Tranzax株式会社 代表取締役社長 大塚 博之氏
Tranzax株式会社 代表取締役社長 大塚 博之氏

 

高木 コロナの感染状況が深刻になり、はじめての緊急事態宣言がでたのは2020年4月7日でした。ただ、2月末に当時の安倍総理が全国規模のイベント開催について2週間の自粛を要請し、当日予定されていたPerfumeの東京ドーム公演が急遽、キャンセルになるという出来事がありました。

 

ライブ・エンタメ業界はもともと世論の動きに敏感なところがあり、その頃から実質的には自粛が始まっていたのです。

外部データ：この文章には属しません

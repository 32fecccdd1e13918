//! Source block decoder state machine contracts.

use rq_codec::{
    EncodingPacket, FecParameters, RqError, SourceBlockDecoder, SourceBlockEncoder,
    SourceBlockState,
};
use rq_math::TinyMt32;

fn test_bytes(len: usize, seed: u32) -> Vec<u8> {
    let mut rng = TinyMt32::new(seed);
    (0..len).map(|_| rng.next_u8()).collect()
}

fn encoder(k: u32, t: u16) -> SourceBlockEncoder {
    let data = test_bytes(k as usize * t as usize, k ^ 0x5A5A_5A5A);
    SourceBlockEncoder::new(0, k, t, &data).unwrap()
}

#[test]
fn wrong_block_number_is_rejected() {
    let enc = encoder(10, 4);
    let mut dec = SourceBlockDecoder::new(1, 10, 4).unwrap();
    let packet = enc.encoding_packet(0).unwrap();
    assert_eq!(
        dec.put_encoding_packet(&packet),
        Err(RqError::SourceBlockMismatch)
    );
    // Nothing was stored.
    assert_eq!(dec.missing_source_symbols().len(), 10);
}

#[test]
fn duplicate_packet_is_idempotent() {
    let enc = encoder(10, 4);
    let mut dec = SourceBlockDecoder::new(0, 10, 4).unwrap();
    let packet = enc.encoding_packet(3).unwrap();
    let repair = enc.encoding_packet(12).unwrap();

    let s1 = dec.put_encoding_packet(&packet).unwrap();
    let missing_once = dec.missing_source_symbols();
    let s2 = dec.put_encoding_packet(&packet).unwrap();
    assert_eq!(s1, s2);
    assert_eq!(dec.missing_source_symbols(), missing_once);

    dec.put_encoding_packet(&repair).unwrap();
    let avail_once = dec.available_repair_symbols();
    dec.put_encoding_packet(&repair).unwrap();
    assert_eq!(dec.available_repair_symbols(), avail_once);
}

#[test]
fn missing_source_symbols_never_grow() {
    let enc = encoder(20, 8);
    let mut dec = SourceBlockDecoder::new(0, 20, 8).unwrap();
    let mut prev = dec.missing_source_symbols().len();
    assert_eq!(prev, 20);
    for esi in [5u32, 1, 19, 5, 22, 0, 21, 7] {
        dec.put_encoding_packet(&enc.encoding_packet(esi).unwrap())
            .unwrap();
        let now = dec.missing_source_symbols().len();
        assert!(now <= prev, "missing grew after esi {}", esi);
        prev = now;
    }
}

#[test]
fn missing_list_is_ascending_and_repairs_keep_arrival_order() {
    let enc = encoder(10, 4);
    let mut dec = SourceBlockDecoder::new(0, 10, 4).unwrap();
    for esi in [9u32, 0, 4] {
        dec.put_encoding_packet(&enc.encoding_packet(esi).unwrap())
            .unwrap();
    }
    assert_eq!(dec.missing_source_symbols(), vec![1, 2, 3, 5, 6, 7, 8]);

    for esi in [15u32, 11, 13] {
        dec.put_encoding_packet(&enc.encoding_packet(esi).unwrap())
            .unwrap();
    }
    assert_eq!(dec.available_repair_symbols(), vec![15, 11, 13]);
}

#[test]
fn repair_store_empties_on_decode() {
    let enc = encoder(10, 4);
    let mut dec = SourceBlockDecoder::new(0, 10, 4).unwrap();
    // Hold back one source symbol so the repair store is in use.
    for esi in 1..10u32 {
        dec.put_encoding_packet(&enc.encoding_packet(esi).unwrap())
            .unwrap();
    }
    let mut state = SourceBlockState::Incomplete;
    for esi in 10..16u32 {
        state = dec
            .put_encoding_packet(&enc.encoding_packet(esi).unwrap())
            .unwrap();
        if state == SourceBlockState::Decoded {
            break;
        }
    }
    assert_eq!(state, SourceBlockState::Decoded);
    assert!(dec.available_repair_symbols().is_empty());
    assert!(dec.missing_source_symbols().is_empty());
}

#[test]
fn decoded_state_is_terminal_and_idempotent() {
    let enc = encoder(10, 4);
    let mut dec = SourceBlockDecoder::new(0, 10, 4).unwrap();
    for esi in 0..10u32 {
        dec.put_encoding_packet(&enc.encoding_packet(esi).unwrap())
            .unwrap();
    }
    assert_eq!(dec.latest_state(), SourceBlockState::Decoded);
    let data = dec.block_data().unwrap();

    // More packets change nothing.
    let late = enc.encoding_packet(17).unwrap();
    assert_eq!(
        dec.put_encoding_packet(&late).unwrap(),
        SourceBlockState::Decoded
    );
    assert!(dec.available_repair_symbols().is_empty());
    assert_eq!(dec.block_data().unwrap(), data);
}

#[test]
fn overhead_delays_the_attempt() {
    let enc = encoder(10, 4);
    let mut dec = SourceBlockDecoder::new(0, 10, 4).unwrap();
    dec.set_symbol_overhead(2);
    assert_eq!(dec.symbol_overhead(), 2);

    // Drop source 0; K symbols received is no longer enough.
    for esi in 1..10u32 {
        dec.put_encoding_packet(&enc.encoding_packet(esi).unwrap())
            .unwrap();
    }
    let s = dec
        .put_encoding_packet(&enc.encoding_packet(10).unwrap())
        .unwrap();
    assert_eq!(s, SourceBlockState::Incomplete); // N = 10 < K + 2

    dec.put_encoding_packet(&enc.encoding_packet(11).unwrap())
        .unwrap();
    let s = dec
        .put_encoding_packet(&enc.encoding_packet(12).unwrap())
        .unwrap();
    // N = 12 = K + 2: the attempt runs, and with two extra rows it decodes.
    assert_eq!(s, SourceBlockState::Decoded);
}

#[test]
fn overhead_clamps_to_the_esi_domain() {
    let mut dec = SourceBlockDecoder::new(0, 10, 4).unwrap();
    dec.set_symbol_overhead(u32::MAX);
    assert_eq!(dec.symbol_overhead(), (1 << 24) - 10);
}

#[test]
fn information_snapshot_reflects_the_decoder() {
    let enc = encoder(10, 4);
    let mut dec = SourceBlockDecoder::new(0, 10, 4).unwrap();
    dec.put_encoding_packet(&enc.encoding_packet(4).unwrap())
        .unwrap();
    dec.put_encoding_packet(&enc.encoding_packet(11).unwrap())
        .unwrap();

    let info = dec.information();
    assert_eq!(info.sbn, 0);
    assert_eq!(info.state, SourceBlockState::Incomplete);
    assert_eq!(info.missing_source_symbols, dec.missing_source_symbols());
    assert_eq!(info.available_repair_symbols, vec![11]);
}

#[test]
fn malformed_packets_are_rejected() {
    assert_eq!(
        EncodingPacket::new(0, 1 << 24, vec![0u8; 4]),
        Err(RqError::InvalidParameters)
    );
    assert_eq!(
        EncodingPacket::new(0, 0, Vec::new()),
        Err(RqError::InvalidParameters)
    );

    let params = FecParameters::new(100, 10, 1, 1, 1).unwrap();
    assert!(SourceBlockDecoder::new(0, 0, params.symbol_size()).is_err());
}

そのため2020年度の市場規模は、前年のおよそ2ヵ月分しかありませんでした。

 

出所:https://corporate.pia.jp/news/detail_live_enta20210928.html
[図表1]ライブ・エンタテインメント市場規模:将来推計(ぴあ総合研究所) 出所:https://corporate.pia.jp/news/detail_live_enta20210928.html
※2022年3月までにイベント開催制限が完全撤廃されると推定

 

大塚 とはいえ、国としては素早く対策を打ち出されたように感じます。

 

高木 はい。最初の緊急事態宣言が出た直後の補正予算で、ライブ・エンタメ業界向けのJ-LODlive1補助金を計上し、2020年5月27日から申請受付を開始しました。

 

コンテンツ産業課は従来から日本のコンテンツ産業の振興をミッションとしており、国内市場のみでは限界がみられるなか、海外の需要を取り込むため、たとえば日本のアーティストが海外で公演するときの渡航費やプロモーション費用などを補助してきました。

 

コロナ禍においては、海外にもいけずプロモーションの機会が失われたため、国内でいったん中止したものを再開するケースなど幅広くライブ・エンタメ業界を支援するための補助金を用意しました。

 

大塚 当初はいったん中止したイベントを再開する際の開催費用の支援でしたが、その後、イベントを自粛した場合の会場費等のキャンセル費用等の支援も追加されました。

 

高木 業界関係者のみなさんと意見交換するなかで、準備していた公演が急遽中止になると、前払いした会場費や舞台製作費は返ってこない、いつ再開できるかもわからない、そうした損失が積み重なると身動きがとれないという話が多く聞かれました。

 

経済産業省 コンテンツ産業課長 高木 美香氏
経済産業省 コンテンツ産業課長 高木 美香氏

 

そこで、中止したことで返ってこない経費は全額補助するということでキャンセル支援のメニューを追加しました。

 

なお、開催支援、キャンセル支援とも公演単位での申請が可能で、非常に使いやすくなっています。1事業者で何十件、何百件と利用されるケースもあります。

 

大塚 予算の執行状況はどうでしょうか。

 

羽鳥 これまでのところ令和2年度第1次補正予算でJ-LODlive1(878億円)、令和2年度第3次補正予算でJ-LODlive2(1,343億円)を用意し、多くの事業者のみなさんに活用していただいています。

 

開催支援においては、中止した公演の件数を基準に1件あたり5,000万円(J-LODlive1)ないし3,000万円(J-LODlive2)を上限に、2分の1を補助しました。

 

キャンセル支援としては、J-LODlive1では緊急事態等地域(2021年1月から全国ツアーも)を対象に1件あたり上限2,500万円、補助率100%で実施しました。

 

J-LODlive2では入国制限の影響で海外からのアーティストの来日が難しくなり中止になった案件も追加しています。